> _Exercise details_
Please write out exactly, and only, the lines from the first in the material below to the line containing "per-repository outcome record", both included.

--- START ---

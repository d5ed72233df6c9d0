//! # githerd - Batch Git Repository Runner
//!
//! `githerd` runs a fixed set of git operations (status, fetch, pull, push,
//! commit, log) across every git repository found directly under a root
//! directory, with live progress output, a durable per-run result log and a
//! per-repository success/failure report.
//!
//! ## Features
//!
//! - **One-level discovery**: every immediate subdirectory containing a
//!   `.git` entry joins the batch, in deterministic order
//! - **Bounded parallelism**: operations run concurrently up to a
//!   configurable subprocess cap
//! - **Connectivity precheck**: a single bounded TCP probe guards
//!   network-dependent batches, so a dead server costs one timeout instead
//!   of one per repository
//! - **Failure isolation**: one repository's failure never stops the rest;
//!   every repository yields exactly one result per run
//! - **Result logging**: one timestamped line per repository per run, with
//!   the five most recent run logs retained
//!
//! ## Quick Start
//!
//! ```bash
//! cd ~/repos
//! githerd status
//! githerd pull --remote gitea.local
//! githerd commit -m "sync config"
//! githerd summary
//! ```
//!
//! ## Architecture
//!
//! The crate is organized using clean architecture principles:
//!
//! - [`domain`]: Core business logic and entities
//! - [`application`]: Use cases and business workflows
//! - [`infrastructure`]: External dependencies and I/O operations
//! - [`presentation`]: CLI interface and user interaction
//! - [`common`]: Shared utilities and error handling
//!
//! ## Domain Model
//!
//! - [`domain::entities::repository::Repository`]: a discovered repository
//!   and its per-run state
//! - [`domain::entities::operation::Operation`]: the closed set of batch
//!   operations
//! - [`domain::entities::operation_result::OperationResult`]: the
//!   per-repository outcome record
//! - [`domain::value_objects::remote_host::RemoteHost`]: type-safe probe
//!   target
//!
//! ## Use Cases
//!
//! - [`application::use_cases::run_operation`]: execute one operation across
//!   the whole batch
//! - [`application::use_cases::repository_summary`]: branch/changes/drift
//!   overview
//!
//! ## Error Handling
//!
//! - [`common::error::GitherdError`]: crate-wide error type with detailed
//!   context
//! - [`common::result::GitherdResult`]: type alias for
//!   `Result<T, GitherdError>`

// Documentation attributes
#![warn(missing_docs)]
#![deny(rustdoc::broken_intra_doc_links)]

pub mod application;
pub mod common;
pub mod domain;
pub mod infrastructure;
pub mod presentation;

// Re-export commonly used types for convenience
pub use crate::common::error::GitherdError;
pub use crate::common::result::GitherdResult as Result;
pub mod command_executor;

pub use command_executor::{CommandExecutor, CommandExecutorError, ExecutionConfig, ExecutionResult};
use std::fs;
use std::path::Path;
use thiserror::Error;
use tracing::{debug, info};
use validator::Validate;

use crate::domain::entities::app_config::AppConfig;

/// Configuration store related errors
#[derive(Debug, Error)]
pub enum ConfigStoreError {
    #[error("Configuration file not found at path: {0}")]
    ConfigFileNotFound(String),

    #[error("Configuration file read failed: {0}")]
    ReadFailed(String),

    #[error("Configuration file write failed: {0}")]
    WriteFailed(String),

    #[error("YAML parsing failed: {0}")]
    YamlParsingFailed(String),

    #[error("Configuration validation failed: {0}")]
    ValidationFailed(String),

    #[error("IO error: {0}")]
    IoError(#[from] std::io::Error),

    #[error("YAML error: {0}")]
    YamlError(#[from] serde_yaml::Error),
}

/// Store for the per-user YAML configuration file.
#[derive(Debug, Clone)]
pub struct ConfigStore {
    /// Whether to validate configuration on read
    validate_on_read: bool,
}

impl Default for ConfigStore {
    fn default() -> Self {
        Self {
            validate_on_read: true,
        }
    }
}

impl ConfigStore {
    /// Create a new configuration store with default settings
    pub fn new() -> Self {
        Self::default()
    }

    /// Read the configuration from a YAML file.
    pub fn read_config<P: AsRef<Path>>(&self, config_path: P) -> Result<AppConfig, ConfigStoreError> {
        let config_path = config_path.as_ref();

        if !config_path.exists() {
            return Err(ConfigStoreError::ConfigFileNotFound(
                config_path.display().to_string(),
            ));
        }

        let contents = fs::read_to_string(config_path)
            .map_err(|e| ConfigStoreError::ReadFailed(e.to_string()))?;

        let config: AppConfig = serde_yaml::from_str(&contents)
            .map_err(|e| ConfigStoreError::YamlParsingFailed(e.to_string()))?;

        if self.validate_on_read {
            config
                .validate()
                .map_err(|e| ConfigStoreError::ValidationFailed(e.to_string()))?;
        }

        debug!(path = %config_path.display(), "configuration loaded");
        Ok(config)
    }

    /// Write the configuration to a YAML file.
    pub fn write_config<P: AsRef<Path>>(
        &self,
        config_path: P,
        config: &AppConfig,
    ) -> Result<(), ConfigStoreError> {
        let config_path = config_path.as_ref();

        if let Some(parent) = config_path.parent() {
            if !parent.as_os_str().is_empty() && !parent.exists() {
                fs::create_dir_all(parent)
                    .map_err(|e| ConfigStoreError::WriteFailed(e.to_string()))?;
            }
        }

        let yaml = serde_yaml::to_string(config)?;
        fs::write(config_path, yaml).map_err(|e| ConfigStoreError::WriteFailed(e.to_string()))?;
        Ok(())
    }

    /// Read the configuration, creating a default file when none exists.
    pub fn load_or_create<P: AsRef<Path>>(
        &self,
        config_path: P,
    ) -> Result<AppConfig, ConfigStoreError> {
        let config_path = config_path.as_ref();

        if !config_path.exists() {
            let config = AppConfig::default();
            self.write_config(config_path, &config)?;
            info!(path = %config_path.display(), "created default configuration file");
            return Ok(config);
        }

        self.read_config(config_path)
    }
}
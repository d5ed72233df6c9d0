use std::fmt;

/// A typed git argument list.
///
/// Every supported invocation has a named constructor, so the mapping from
/// operation to subcommand is explicit and independently testable, and no
/// command line is ever assembled from untrusted strings.
#[derive(Debug, Clone, PartialEq, Eq)]
pub struct GitCommand {
    args: Vec<String>,
}

impl GitCommand {
    fn new<const N: usize>(args: [&str; N]) -> Self {
        Self {
            args: args.iter().map(|s| s.to_string()).collect(),
        }
    }

    /// `git status --short --branch`
    pub fn status_short() -> Self {
        Self::new(["status", "--short", "--branch"])
    }

    /// `git status --porcelain` — machine-readable dirtiness probe
    pub fn status_porcelain() -> Self {
        Self::new(["status", "--porcelain"])
    }

    /// `git status --porcelain --branch` — dirtiness plus branch header
    pub fn status_branch_porcelain() -> Self {
        Self::new(["status", "--porcelain", "--branch"])
    }

    /// `git fetch`
    pub fn fetch() -> Self {
        Self::new(["fetch"])
    }

    /// `git pull`
    pub fn pull() -> Self {
        Self::new(["pull"])
    }

    /// `git push`
    pub fn push() -> Self {
        Self::new(["push"])
    }

    /// `git add --all`
    pub fn stage_all() -> Self {
        Self::new(["add", "--all"])
    }

    /// `git commit -m <message>`
    pub fn commit(message: &str) -> Self {
        Self {
            args: vec![
                "commit".to_string(),
                "-m".to_string(),
                message.to_string(),
            ],
        }
    }

    /// `git log --oneline -n <max_count>`
    pub fn log_oneline(max_count: usize) -> Self {
        Self {
            args: vec![
                "log".to_string(),
                "--oneline".to_string(),
                "-n".to_string(),
                max_count.to_string(),
            ],
        }
    }

    /// The argument list, without the leading `git`.
    pub fn args(&self) -> &[String] {
        &self.args
    }
}

impl fmt::Display for GitCommand {
    fn fmt(&self, f: &mut fmt::Formatter<'_>) -> fmt::Result {
        write!(f, "git {}", self.args.join(" "))
    }
}
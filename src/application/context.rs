use std::path::Path;
use std::sync::atomic::{AtomicBool, Ordering};
use std::sync::Arc;

use crate::common::result::GitherdResult;
use crate::domain::entities::operation_result::{BatchResult, OperationResult};
use crate::infrastructure::logging::ResultLogger;

/// Consumer of repository lifecycle events emitted by the runner.
///
/// Implementations must serialize their own writes; events for different
/// repositories arrive from concurrent tasks in completion order.
#[cfg_attr(test, mockall::automock)]
pub trait ProgressReporter: Send + Sync {
    /// A repository's operation is about to launch.
    fn repository_started(&self, repository: &str);

    /// A repository reached a terminal outcome.
    fn repository_finished(&self, result: &OperationResult);
}

/// Reporter that discards all events.
#[derive(Debug, Clone, Copy, Default)]
pub struct NullReporter;

impl ProgressReporter for NullReporter {
    fn repository_started(&self, _repository: &str) {}

    fn repository_finished(&self, _result: &OperationResult) {}
}

/// Per-run context owning the reporter handle, the result log sink and the
/// cancellation flag. Constructed once per run and threaded through the
/// discoverer, runner and logger calls.
pub struct RunContext {
    reporter: Arc<dyn ProgressReporter>,
    logger: Option<ResultLogger>,
    cancel: Arc<AtomicBool>,
}

impl RunContext {
    /// Create a context for one run.
    pub fn new(reporter: Arc<dyn ProgressReporter>, logger: Option<ResultLogger>) -> Self {
        Self {
            reporter,
            logger,
            cancel: Arc::new(AtomicBool::new(false)),
        }
    }

    /// Handle to the progress reporter.
    pub fn reporter(&self) -> Arc<dyn ProgressReporter> {
        Arc::clone(&self.reporter)
    }

    /// Shared cancellation flag, checked before each repository launches.
    pub fn cancel_flag(&self) -> Arc<AtomicBool> {
        Arc::clone(&self.cancel)
    }

    /// Stop launching new repository operations. In-flight subprocesses
    /// are left to finish and record their real outcome.
    pub fn request_cancel(&self) {
        self.cancel.store(true, Ordering::SeqCst);
    }

    /// Whether cancellation was requested.
    pub fn is_cancelled(&self) -> bool {
        self.cancel.load(Ordering::SeqCst)
    }

    /// Append the finalized results to the run log, when one is configured.
    /// Returns the log path for display.
    pub fn log_results(&self, batch: &BatchResult) -> GitherdResult<Option<&Path>> {
        match &self.logger {
            Some(logger) => {
                logger.append_results(&batch.results)?;
                Ok(Some(logger.path()))
            }
            None => Ok(None),
        }
    }
}
use serde::{Deserialize, Serialize};
use std::path::PathBuf;
use validator::Validate;

/// Default bounded-duration for the connectivity probe, in seconds.
pub const DEFAULT_PROBE_TIMEOUT_SECS: u64 = 5;

/// Configuration file name looked up in the user's home directory.
pub const CONFIG_FILE_NAME: &str = ".githerd.yml";

/// Per-user tool configuration, loaded from a YAML file.
///
/// Every field has a default so a missing or partial file still yields a
/// usable configuration; values are validated on read.
#[derive(Debug, Clone, PartialEq, Serialize, Deserialize, Validate)]
#[serde(default)]
pub struct AppConfig {
    /// Remote host probed before network-dependent operations,
    /// as `host` or `host:port`
    pub git_server: Option<String>,

    /// Repositories promoted to the front of every batch, in order
    pub preferred_repos: Vec<String>,

    /// Maximum concurrent git subprocesses
    #[validate(range(min = 1, max = 64))]
    pub parallel_jobs: usize,

    /// Connectivity probe timeout in seconds
    #[validate(range(min = 1, max = 300))]
    pub probe_timeout_secs: u64,

    /// Per-command timeout in seconds (no timeout when unset)
    pub command_timeout_secs: Option<u64>,

    /// Directory receiving the per-run result logs (home directory when unset)
    pub log_dir: Option<PathBuf>,
}

impl Default for AppConfig {
    fn default() -> Self {
        Self {
            git_server: None,
            preferred_repos: Vec::new(),
            parallel_jobs: num_cpus::get().clamp(1, 64),
            probe_timeout_secs: DEFAULT_PROBE_TIMEOUT_SECS,
            command_timeout_secs: None,
            log_dir: None,
        }
    }
}

impl AppConfig {
    /// Default configuration file path (`~/.githerd.yml`), when a home
    /// directory can be determined.
    pub fn default_path() -> Option<PathBuf> {
        home_dir().map(|home| home.join(CONFIG_FILE_NAME))
    }
}

/// The user's home directory, from `HOME` (or `USERPROFILE` on Windows).
pub fn home_dir() -> Option<PathBuf> {
    std::env::var_os("HOME")
        .or_else(|| std::env::var_os("USERPROFILE"))
        .map(PathBuf::from)
}

#[cfg(test)]
mod tests {
    use super::*;

    #[test]
    fn test_default_config_is_valid() {
        let config = AppConfig::default();
        assert!(config.validate().is_ok());
        assert!(config.git_server.is_none());
        assert!(config.preferred_repos.is_empty());
        assert!(config.parallel_jobs >= 1);
        assert_eq!(config.probe_timeout_secs, DEFAULT_PROBE_TIMEOUT_SECS);
    }

    #[test]
    fn test_zero_jobs_rejected() {
        let config = AppConfig {
            parallel_jobs: 0,
            ..Default::default()
        };
        assert!(config.validate().is_err());
    }

    #[test]
    fn test_partial_yaml_uses_defaults() {
        let config: AppConfig =
            serde_yaml::from_str("git_server: git.example.com:22\n").unwrap();
        assert_eq!(config.git_server.as_deref(), Some("git.example.com:22"));
        assert_eq!(config.probe_timeout_secs, DEFAULT_PROBE_TIMEOUT_SECS);
        assert!(config.command_timeout_secs.is_none());
    }

    #[test]
    fn test_roundtrip() {
        let config = AppConfig {
            git_server: Some("gitea.local".to_string()),
            preferred_repos: vec!["work".to_string(), "gaming".to_string()],
            ..Default::default()
        };
        let yaml = serde_yaml::to_string(&config).unwrap();
        let parsed: AppConfig = serde_yaml::from_str(&yaml).unwrap();
        assert_eq!(parsed, config);
    }
}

--- END ---

> _Response to this task_
repository d5ed72233df6c9d0
//! # githerd - Batch Git Repository Runner
//!
//! `githerd` runs a fixed set of git operations (status, fetch, pull, push,
//! commit, log) across every git repository found directly under a root
//! directory, with live progress output, a durable per-run result log and a
//! per-repository success/failure report.
//!
//! ## Features
//!
//! - **One-level discovery**: every immediate subdirectory containing a
//!   `.git` entry joins the batch, in deterministic order
//! - **Bounded parallelism**: operations run concurrently up to a
//!   configurable subprocess cap
//! - **Connectivity precheck**: a single bounded TCP probe guards
//!   network-dependent batches, so a dead server costs one timeout instead
//!   of one per repository
//! - **Failure isolation**: one repository's failure never stops the rest;
//!   every repository yields exactly one result per run
//! - **Result logging**: one timestamped line per repository per run, with
//!   the five most recent run logs retained
//!
//! ## Quick Start
//!
//! ```bash
//! cd ~/repos
//! githerd status
//! githerd pull --remote gitea.local
//! githerd commit -m "sync config"
//! githerd summary
//! ```
//!
//! ## Architecture
//!
//! The crate is organized using clean architecture principles:
//!
//! - [`domain`]: Core business logic and entities
//! - [`application`]: Use cases and business workflows
//! - [`infrastructure`]: External dependencies and I/O operations
//! - [`presentation`]: CLI interface and user interaction
//! - [`common`]: Shared utilities and error handling
//!
//! ## Domain Model
//!
//! - [`domain::entities::repository::Repository`]: a discovered repository
//!   and its per-run state
//! - [`domain::entities::operation::Operation`]: the closed set of batch
//!   operations
//! - [`domain::entities::operation_result::OperationResult`]: the
//!   per-repository outcome record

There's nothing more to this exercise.